From 236e7db5c081c7c54e9672f7dea3ef61d1c9ca4a Mon Sep 17 00:00:00 2001
From: Prashant Kumar <prashantk@polymagelabs.com>
Date: Wed, 14 Apr 2021 11:05:28 -0700
Subject: [PATCH] PR #47315: [MLIR] Add concatenateOp lowering from lmhlo to
 Affine.

Imported from GitHub PR https://github.com/tensorflow/tensorflow/pull/47315

Lowering of `concatenateOp` is added from lmhlo to Affine. The lowering
has been added as a part of `lhlo-legalize-to-affine` pass.

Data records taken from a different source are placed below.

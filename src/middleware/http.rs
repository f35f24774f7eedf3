/*
 * Responsibility
 * - 全ルート (404 fallback 含む) に掛ける transport 層
 * - x-request-id の付与・伝播、アクセスログの span に request id を載せる
 * - 両ルートともボディを受け取らないのでボディ上限は小さく、処理は定数時間なのでタイムアウトは短く
 */
use std::time::Duration;

use axum::Router;
use axum::body::Body;
use axum::error_handling::HandleErrorLayer;
use axum::http::{Request, StatusCode, header::HeaderName};
use tower::timeout::TimeoutLayer;
use tower::{BoxError, ServiceBuilder};
use tower_http::limit::RequestBodyLimitLayer;
use tower_http::request_id::{MakeRequestUuid, PropagateRequestIdLayer, SetRequestIdLayer};
use tower_http::trace::TraceLayer;
use tracing::Span;

pub const REQUEST_ID_HEADER: &str = "x-request-id";
pub const BODY_LIMIT_BYTES: usize = 4 * 1024;
pub const REQUEST_TIMEOUT: Duration = Duration::from_secs(5);

pub fn apply(router: Router) -> Router {
    apply_with_timeout(router, REQUEST_TIMEOUT)
}

pub fn apply_with_timeout(router: Router, timeout: Duration) -> Router {
    let request_id_header = HeaderName::from_static(REQUEST_ID_HEADER);

    // Outermost first: the id is set before the trace span reads it, and
    // error responses (408/500) still get it propagated.
    let layers = ServiceBuilder::new()
        .layer(SetRequestIdLayer::new(
            request_id_header.clone(),
            MakeRequestUuid,
        ))
        .layer(PropagateRequestIdLayer::new(request_id_header))
        .layer(HandleErrorLayer::new(handle_layer_error))
        .layer(TraceLayer::new_for_http().make_span_with(request_span))
        .layer(RequestBodyLimitLayer::new(BODY_LIMIT_BYTES))
        .layer(TimeoutLayer::new(timeout));

    router.layer(layers)
}

async fn handle_layer_error(err: BoxError) -> StatusCode {
    if err.is::<tower::timeout::error::Elapsed>() {
        tracing::warn!("request timed out");
        StatusCode::REQUEST_TIMEOUT
    } else {
        tracing::error!(error = %err, "unhandled middleware error");
        StatusCode::INTERNAL_SERVER_ERROR
    }
}

// Liveness probes hit /health constantly, so request spans stay at debug.
fn request_span(request: &Request<Body>) -> Span {
    let request_id = request
        .headers()
        .get(REQUEST_ID_HEADER)
        .and_then(|value| value.to_str().ok())
        .unwrap_or("-");

    tracing::debug_span!(
        "request",
        method = %request.method(),
        uri = %request.uri(),
        request_id,
    )
}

Signed-off-by: Prashant Kumar <prashantk@polymagelabs.com>
Copybara import of the project:

--
15314e4579f7a6901cf3475eff25962a34772eaf by Prashant Kumar <prashantk@polymagelabs.com>:

[MLIR] Add concatenateOp lowering from lmhlo to Affine.

Lowering of `concatenateOp` is added from lmhlo to Affine. The lowering
has been added as a part of `lhlo-legalize-to-affine` pass.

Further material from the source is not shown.